Le président de la Refondation, le colonel Michaël Randrianirina, entend associer davantage les élus communaux à la dynamique de développement du pays. Lors de son déplacement à Evato (district de Farafangana), en fin de semaine, il a annoncé son intention de réunir à Antananarivo tous les maires de Madagascar.
«Nous discuterons à Antananarivo. L’objectif est de développer ensemble Madagascar », a déclaré le chef de l’Etat. Derrière cette annonce se dessine la volonté d’établir un dialogue direct avec les responsables des collectivités, premiers interlocuteurs de la population pour une grande partie des problèmes rencontrés au quotidien.

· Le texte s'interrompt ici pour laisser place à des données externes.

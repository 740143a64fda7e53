//! Create vote table migration.

use sea_orm_migration::prelude::*;

#[derive(DeriveMigrationName)]
pub struct Migration;

#[async_trait::async_trait]
impl MigrationTrait for Migration {
    async fn up(&self, manager: &SchemaManager) -> Result<(), DbErr> {
        manager
            .create_table(
                Table::create()
                    .table(Vote::Table)
                    .if_not_exists()
                    .col(
                        ColumnDef::new(Vote::Id)
                            .string_len(32)
                            .not_null()
                            .primary_key(),
                    )
                    .col(ColumnDef::new(Vote::UserId).string_len(32).not_null())
                    .col(ColumnDef::new(Vote::StartupId).string_len(32).not_null())
                    .col(ColumnDef::new(Vote::VoteType).string_len(8).not_null())
                    .col(
                        ColumnDef::new(Vote::CreatedAt)
                            .timestamp_with_time_zone()
                            .not_null()
                            .default(Expr::current_timestamp()),
                    )
                    .col(
                        ColumnDef::new(Vote::UpdatedAt)
                            .timestamp_with_time_zone()
                            .not_null()
                            .default(Expr::current_timestamp()),
                    )
                    .check(Expr::col(Vote::VoteType).is_in(["up", "down"]))
                    .foreign_key(
                        ForeignKey::create()
                            .name("fk_vote_author")
                            .from(Vote::Table, Vote::UserId)
                            .to(Author::Table, Author::Id)
                            .on_delete(ForeignKeyAction::Cascade),
                    )
                    .foreign_key(
                        ForeignKey::create()
                            .name("fk_vote_startup")
                            .from(Vote::Table, Vote::StartupId)
                            .to(Startup::Table, Startup::Id)
                            .on_delete(ForeignKeyAction::Cascade),
                    )
                    .to_owned(),
            )
            .await?;

        // Unique index: (user_id, startup_id) - one vote per user per startup.
        // The upsert in VoteRepository targets this index.
        manager
            .create_index(
                Index::create()
                    .name("idx_vote_user_startup")
                    .table(Vote::Table)
                    .col(Vote::UserId)
                    .col(Vote::StartupId)
                    .unique()
                    .to_owned(),
            )
            .await?;

        // Index: (startup_id, vote_type) for count aggregation
        manager
            .create_index(
                Index::create()
                    .name("idx_vote_startup_type")
                    .table(Vote::Table)
                    .col(Vote::StartupId)
                    .col(Vote::VoteType)
                    .to_owned(),
            )
            .await?;

        Ok(())
    }

    async fn down(&self, manager: &SchemaManager) -> Result<(), DbErr> {
        manager
            .drop_table(Table::drop().table(Vote::Table).to_owned())
            .await
    }
}

#[derive(Iden)]
enum Vote {
    Table,
    Id,
    UserId,
    StartupId,
    VoteType,
    CreatedAt,
    UpdatedAt,
}

#[derive(Iden)]
enum Author {
    Table,
    Id,
}

#[derive(Iden)]
enum Startup {
    Table,
    Id,
}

L’initiative renvoie surtout à la place que les communes peuvent occuper dans la Refondation. La législation malgache ne les réduit pas à un simple rôle d’exécution des décisions prises au niveau central. La Constitution les définit comme les collectivités territoriales décentralisées de base et leur confie une participation au développement économique, social, culturel et environnemental de leur territoire. La loi organique sur la décentralisation repose également sur le transfert de compétences et sur une plus grande implication des populations dans le développement local.
Dans cette perspective, les maires peuvent constituer des relais essentiels entre les orientations décidées au niveau national et les besoins exprimés sur le terrain. Routes, accès à l’eau, assainissement, infrastructures, services administratifs ou encore développement économique local… une grande partie des attentes de la population se manifeste d’abord à l’échelle des communes.
Par ailleurs, associer les maires au développement suppose que les collectivités disposent non seulement d’un espace pour faire entendre leurs préoccupations, mais également des capacités administratives, techniques et financières nécessaires pour exercer leurs compétences. La Constitution reconnaît d’ailleurs l’autonomie financière des collectivités territoriales décentralisées et prévoit différentes catégories de ressources à leur disposition.
Le rassemblement pourrait ainsi offrir aux élus locaux l’occasion de faire remonter directement leurs difficultés, leurs priorités et les contraintes auxquelles ils sont confrontés. La diversité des situations communales devrait placer au centre des échanges la question des moyens, mais aussi celle de la coordination entre l’Etat central et les collectivités.